═════ Material shown

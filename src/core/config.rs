use std::env;
use std::fmt;
use std::str::FromStr;

#[derive(Debug, Clone)]
pub struct Config {
    pub app: AppConfig,
    pub storage: StorageConfig,
    pub swagger: SwaggerConfig,
}

#[derive(Debug, Clone)]
pub struct AppConfig {
    pub host: String,
    pub port: u16,
    pub cors_allowed_origins: Vec<String>,
    pub max_request_body_size: usize,
}

/// Which storage adapter backs the geo and chat stores
#[derive(Debug, Clone, Copy, PartialEq, Eq)]
pub enum StorageBackend {
    Postgres,
    Memory,
}

#[derive(Debug, Clone)]
pub struct StorageConfig {
    pub backend: StorageBackend,
    /// Present only for the postgres backend
    pub database: Option<DatabaseConfig>,
}

#[derive(Debug, Clone)]
pub struct DatabaseConfig {
    pub url: String,
    pub max_connections: u32,
    pub min_connections: u32,
    pub acquire_timeout_secs: u64,
    pub idle_timeout_secs: u64,
    pub max_lifetime_secs: u64,
}

#[derive(Debug, Clone)]
pub struct SwaggerConfig {
    pub username: Option<String>,
    pub password: Option<String>,
    pub title: String,
    pub version: String,
    pub description: String,
}

impl Config {
    /// Read configuration from the process environment.
    ///
    /// `.env` is loaded by `main` before this is called.
    pub fn from_env() -> Result<Self, String> {
        Ok(Config {
            app: AppConfig::from_env()?,
            storage: StorageConfig::from_env()?,
            swagger: SwaggerConfig::from_env()?,
        })
    }
}

impl AppConfig {
    const DEFAULT_MAX_REQUEST_BODY_SIZE: usize = 1024 * 1024; // 1MB

    pub fn from_env() -> Result<Self, String> {
        let host = env::var("HOST").unwrap_or_else(|_| "127.0.0.1".to_string());
        let port = env::var("PORT")
            .unwrap_or_else(|_| "3000".to_string())
            .parse::<u16>()
            .map_err(|e| format!("Invalid PORT: {}", e))?;

        // Parse CORS allowed origins from comma-separated string
        let cors_allowed_origins = parse_origins(
            &env::var("CORS_ALLOWED_ORIGINS").unwrap_or_else(|_| "*".to_string()),
        );

        let max_request_body_size = env::var("MAX_REQUEST_BODY_SIZE")
            .unwrap_or_else(|_| Self::DEFAULT_MAX_REQUEST_BODY_SIZE.to_string())
            .parse::<usize>()
            .map_err(|_| "MAX_REQUEST_BODY_SIZE must be a valid number".to_string())?;

        Ok(Self {
            host,
            port,
            cors_allowed_origins,
            max_request_body_size,
        })
    }

    pub fn server_address(&self) -> String {
        format!("{}:{}", self.host, self.port)
    }
}

fn parse_origins(raw: &str) -> Vec<String> {
    raw.split(',')
        .map(|s| s.trim().to_string())
        .filter(|s| !s.is_empty())
        .collect()
}

impl FromStr for StorageBackend {
    type Err = String;

    fn from_str(s: &str) -> Result<Self, Self::Err> {
        match s.trim().to_ascii_lowercase().as_str() {
            "postgres" | "postgresql" => Ok(StorageBackend::Postgres),
            "memory" => Ok(StorageBackend::Memory),
            other => Err(format!(
                "STORAGE_BACKEND must be 'postgres' or 'memory', got '{}'",
                other
            )),
        }
    }
}

impl fmt::Display for StorageBackend {
    fn fmt(&self, f: &mut fmt::Formatter<'_>) -> fmt::Result {
        match self {
            StorageBackend::Postgres => write!(f, "postgres"),
            StorageBackend::Memory => write!(f, "memory"),
        }
    }
}

impl StorageConfig {
    pub fn from_env() -> Result<Self, String> {
        let backend = env::var("STORAGE_BACKEND")
            .unwrap_or_else(|_| "postgres".to_string())
            .parse::<StorageBackend>()?;

        let database = match backend {
            StorageBackend::Postgres => Some(DatabaseConfig::from_env()?),
            StorageBackend::Memory => None,
        };

        Ok(Self { backend, database })
    }
}

impl DatabaseConfig {
    // Default values for database connection pool (conservative defaults for small-medium apps)
    const DEFAULT_MAX_CONNECTIONS: u32 = 10;
    const DEFAULT_MIN_CONNECTIONS: u32 = 1;
    const DEFAULT_ACQUIRE_TIMEOUT_SECS: u64 = 5;
    const DEFAULT_IDLE_TIMEOUT_SECS: u64 = 600; // 10 minutes
    const DEFAULT_MAX_LIFETIME_SECS: u64 = 1800; // 30 minutes

    pub fn from_env() -> Result<Self, String> {
        let url = env::var("DATABASE_URL").map_err(|_| "DATABASE_URL must be set".to_string())?;

        let max_connections = env::var("DB_MAX_CONNECTIONS")
            .unwrap_or_else(|_| Self::DEFAULT_MAX_CONNECTIONS.to_string())
            .parse::<u32>()
            .map_err(|_| "DB_MAX_CONNECTIONS must be a valid number".to_string())?;

        let min_connections = env::var("DB_MIN_CONNECTIONS")
            .unwrap_or_else(|_| Self::DEFAULT_MIN_CONNECTIONS.to_string())
            .parse::<u32>()
            .map_err(|_| "DB_MIN_CONNECTIONS must be a valid number".to_string())?;

        let acquire_timeout_secs = env::var("DB_ACQUIRE_TIMEOUT_SECS")
            .unwrap_or_else(|_| Self::DEFAULT_ACQUIRE_TIMEOUT_SECS.to_string())
            .parse::<u64>()
            .map_err(|_| "DB_ACQUIRE_TIMEOUT_SECS must be a valid number".to_string())?;

        let idle_timeout_secs = env::var("DB_IDLE_TIMEOUT_SECS")
            .unwrap_or_else(|_| Self::DEFAULT_IDLE_TIMEOUT_SECS.to_string())
            .parse::<u64>()
            .map_err(|_| "DB_IDLE_TIMEOUT_SECS must be a valid number".to_string())?;

        let max_lifetime_secs = env::var("DB_MAX_LIFETIME_SECS")
            .unwrap_or_else(|_| Self::DEFAULT_MAX_LIFETIME_SECS.to_string())
            .parse::<u64>()
            .map_err(|_| "DB_MAX_LIFETIME_SECS must be a valid number".to_string())?;

        if min_connections > max_connections {
            return Err("DB_MIN_CONNECTIONS must not exceed DB_MAX_CONNECTIONS".to_string());
        }

        Ok(Self {
            url,
            max_connections,
            min_connections,
            acquire_timeout_secs,
            idle_timeout_secs,
            max_lifetime_secs,
        })
    }

    /// Connection URL with credentials stripped, for logging
    pub fn redacted_url(&self) -> &str {
        self.url.split('@').next_back().unwrap_or("***")
    }
}

impl SwaggerConfig {
    pub fn from_env() -> Result<Self, String> {
        // Only use credentials if they are non-empty
        let username = env::var("SWAGGER_USERNAME").ok().filter(|s| !s.is_empty());
        let password = env::var("SWAGGER_PASSWORD").ok().filter(|s| !s.is_empty());
        let title = env::var("SWAGGER_TITLE").unwrap_or_else(|_| "Geochats API".to_string());
        let version = env::var("SWAGGER_VERSION").unwrap_or_else(|_| "0.1.0".to_string());
        let description = env::var("SWAGGER_DESCRIPTION")
            .unwrap_or_else(|_| "Location-anchored chats and geo point lookup".to_string());

        Ok(Self {
            username,
            password,
            title,
            version,
            description,
        })
    }

    /// Returns credentials in "username:password" format if auth is enabled
    pub fn credentials(&self) -> Option<String> {
        match (&self.username, &self.password) {
            (Some(user), Some(pass)) => Some(format!("{}:{}", user, pass)),
            _ => None,
        }
    }
}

══════════

To do: Whenever the string "const" shows up on a line of the listing, copy that line.

Your solution:
    const DEFAULT_MAX_REQUEST_BODY_SIZE: usize = 1024 * 1024; // 1MB
    const DEFAULT_MAX_CONNECTIONS: u32 = 10;
    const DEFAULT_MIN_CONNECTIONS: u32 = 1;
    const DEFAULT_ACQUIRE_TIMEOUT_SECS: u64 = 5;
    const DEFAULT_IDLE_TIMEOUT_SECS: u64 = 600; // 10 minutes
    const DEFAULT_MAX_LIFETIME_SECS: u64 = 1800; // 30 minutes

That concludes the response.